(430c) Incorporating Intra-Particle Temperature Gradient in Dpm Modeling of Biomass Fast Pyrolysis

Authors: 
Xiong, Q., Oak Ridge National Laboratory
Pannala, S., Oak Ridge National Laboratories
Daw, S. C., Oak Ridge National Laboratory

Incorporating intra-particle temperature gradient in DPM modeling of biomass fast pyrolysis

Qingang Xiong, Sreekanth Pannala, Stuart C. Daw

Oak Ridge National Laboratory, Oak Ridge, Tennessee 37831, USA

Emails: xiongq@ornl.gov (Q. Xiong), pannalas@gmail.com (S. Pannala), dawcs@ornl.gov (S. C. Daw)
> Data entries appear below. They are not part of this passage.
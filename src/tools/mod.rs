//! Image loading and dataset walking shared by the CLI, benches and tests.

use crate::error::{Result, ScanError};
use image::DynamicImage;
use std::env;
use std::fs;
use std::io::{self, Read};
use std::path::{Path, PathBuf};

/// Extensions picked up when scanning a directory
pub const IMAGE_EXTENSIONS: [&str; 7] = ["png", "jpg", "jpeg", "gif", "bmp", "tif", "tiff"];

/// Source name that reads the image from standard input
pub const STDIN_SOURCE: &str = "-";

/// Load an image file.
pub fn load_image(path: &Path) -> Result<DynamicImage> {
    image::open(path).map_err(|source| ScanError::ImageLoad {
        path: path.to_path_buf(),
        source,
    })
}

/// Decode an in-memory encoded image (PNG, JPEG, ...).
pub fn load_image_bytes(bytes: &[u8], label: &str) -> Result<DynamicImage> {
    image::load_from_memory(bytes).map_err(|source| ScanError::ImageDecode {
        label: label.to_string(),
        source,
    })
}

/// Load from a path, or from stdin when `source` is `-`.
pub fn load_image_source(source: &str) -> Result<DynamicImage> {
    if source == STDIN_SOURCE {
        let mut bytes = Vec::new();
        io::stdin().lock().read_to_end(&mut bytes)?;
        load_image_bytes(&bytes, "stdin")
    } else {
        load_image(Path::new(source))
    }
}

/// Whether `path` has one of [`IMAGE_EXTENSIONS`] (case-insensitive)
pub fn is_image_path(path: &Path) -> bool {
    path.extension()
        .map(|ext| ext.to_string_lossy().to_lowercase())
        .is_some_and(|ext| IMAGE_EXTENSIONS.contains(&ext.as_str()))
}

/// Default dataset root from `QR_DATASET_ROOT`.
pub fn dataset_root_from_env() -> PathBuf {
    env::var("QR_DATASET_ROOT")
        .map(PathBuf::from)
        .unwrap_or_else(|_| PathBuf::from("benches/images"))
}

/// Image limit from `QR_BENCH_LIMIT`; unset or `0` means the whole dataset.
pub fn bench_limit_from_env() -> Option<usize> {
    match env::var("QR_BENCH_LIMIT") {
        Ok(value) => value.parse::<usize>().ok().filter(|&v| v != 0),
        Err(_) => None,
    }
}

/// Smoke test flag from `QR_SMOKE`.
pub fn smoke_from_env() -> bool {
    matches!(
        env::var("QR_SMOKE").as_deref(),
        Ok("1") | Ok("true") | Ok("TRUE") | Ok("yes") | Ok("YES")
    )
}

/// Sorted image paths under `root`, optionally restricted to the `_smoke.txt`
/// list and truncated to `limit`.
pub fn dataset_iter<P: AsRef<Path>>(
    root: P,
    limit: Option<usize>,
    smoke: bool,
) -> impl Iterator<Item = PathBuf> {
    let root = root.as_ref();
    let mut images = if smoke {
        load_smoke_list(root).unwrap_or_else(|| collect_images(root))
    } else {
        collect_images(root)
    };

    images.sort();
    if let Some(limit) = limit {
        images.truncate(limit);
    }
    images.into_iter()
}

fn load_smoke_list(root: &Path) -> Option<Vec<PathBuf>> {
    let contents = fs::read_to_string(root.join("_smoke.txt")).ok()?;
    let mut paths = Vec::new();
    for line in contents.lines() {
        let line = line.trim();
        if line.is_empty() || line.starts_with('#') {
            continue;
        }
        let candidate = Path::new(line);
        let path = if candidate.is_absolute() {
            candidate.to_path_buf()
        } else {
            root.join(candidate)
        };
        if path.exists() {
            paths.push(path);
        }
    }
    if paths.is_empty() { None } else { Some(paths) }
}

/// Every image file below `root`, recursively; unreadable directories are skipped.
pub fn collect_images(root: &Path) -> Vec<PathBuf> {
    let mut stack = vec![root.to_path_buf()];
    let mut images = Vec::new();

    while let Some(dir) = stack.pop() {
        let entries = match fs::read_dir(&dir) {
            Ok(entries) => entries,
            Err(err) => {
                log::debug!("skipping {}: {err}", dir.display());
                continue;
            }
        };

        for entry in entries.flatten() {
            let path = entry.path();
            if path.is_dir() {
                stack.push(path);
            } else if is_image_path(&path) {
                images.push(path);
            }
        }
    }

    images
}

#[cfg(test)]
mod tests {
    use super::*;
    use image::{GrayImage, Luma};

    fn touch(path: &Path) {
        if let Some(parent) = path.parent() {
            fs::create_dir_all(parent).unwrap();
        }
        fs::write(path, b"").unwrap();
    }

    #[test]
    fn extension_filter() {
        assert!(is_image_path(Path::new("a/frame.PNG")));
        assert!(is_image_path(Path::new("scan.tiff")));
        assert!(!is_image_path(Path::new("notes.txt")));
        assert!(!is_image_path(Path::new("README")));
    }

    #[test]
    fn dataset_iter_recurses_sorts_and_limits() {
        let dir = tempfile::tempdir().unwrap();
        touch(&dir.path().join("b.jpg"));
        touch(&dir.path().join("nested/a.png"));
        touch(&dir.path().join("nested/skip.csv"));
        touch(&dir.path().join("c.bmp"));

        let all: Vec<PathBuf> = dataset_iter(dir.path(), None, false).collect();
        assert_eq!(all.len(), 3);
        assert!(all.windows(2).all(|w| w[0] <= w[1]));

        assert_eq!(dataset_iter(dir.path(), Some(2), false).count(), 2);
    }

    #[test]
    fn smoke_list_restricts_images() {
        let dir = tempfile::tempdir().unwrap();
        touch(&dir.path().join("one.png"));
        touch(&dir.path().join("two.png"));
        fs::write(dir.path().join("_smoke.txt"), "# quick set\ntwo.png\nmissing.png\n").unwrap();

        let smoke: Vec<PathBuf> = dataset_iter(dir.path(), None, true).collect();
        assert_eq!(smoke, vec![dir.path().join("two.png")]);
    }

    #[test]
    fn load_errors_name_the_path() {
        let err = load_image(Path::new("/nonexistent/frame.png")).unwrap_err();
        assert_eq!(err.to_string(), "Could not load image from /nonexistent/frame.png");
    }

    #[test]
    fn load_from_memory() {
        let mut bytes = Vec::new();
        GrayImage::from_pixel(4, 3, Luma([9]))
            .write_to(&mut io::Cursor::new(&mut bytes), image::ImageFormat::Png)
            .unwrap();
        let image = load_image_bytes(&bytes, "upload").unwrap();
        assert_eq!((image.width(), image.height()), (4, 3));

        let err = load_image_bytes(b"not an image", "upload").unwrap_err();
        assert!(matches!(err, ScanError::ImageDecode { .. }));
    }
}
Abstract Numerical simulation plays a vital role in the development of advanced technologies for biomass fast pyrolysis. Because of its relatively low thermal conductivity, biomass particles are always thermally thick and the effects of intra-particle temperature gradient on the overall reactor performance need to be considered. In this study, intra-particle temperature distribution was modeled and incorporated into the discrete particle simulation (DPM) for modeling biomass fast pyrolysis in fluidized-bed reactor. Each biomass particle was tracked individually and the inter-particle interactions were resolved directly via the soft-sphere collision model. A global multi-component multi-step kinetics was employed to model the biomass fast pyrolysis reactions. To consider the temperature gradient inside biomass, a mathematical distribution of intra-particle temperature which was developed from single-particle models was assigned to each biomass particle depending on its conversion history. With the assigned intra-particle temperature information, the pyrolysis reaction rates were obtained semi-analytically. The incorporation of the intra-particle temperature distribution into DPM was carried out in the open-source MFIX-DEM code. A small fluidized bed reactor consisting of several thousand biomass particles was simulated. The results were compared with those from the DPM simulation without consideration of the intra-particle temperature gradient. In the future work, sand particles will be included and parallel computing will be launched to simulate a laboratory-scale bubbling fluidized-bed reactor for experimental validation.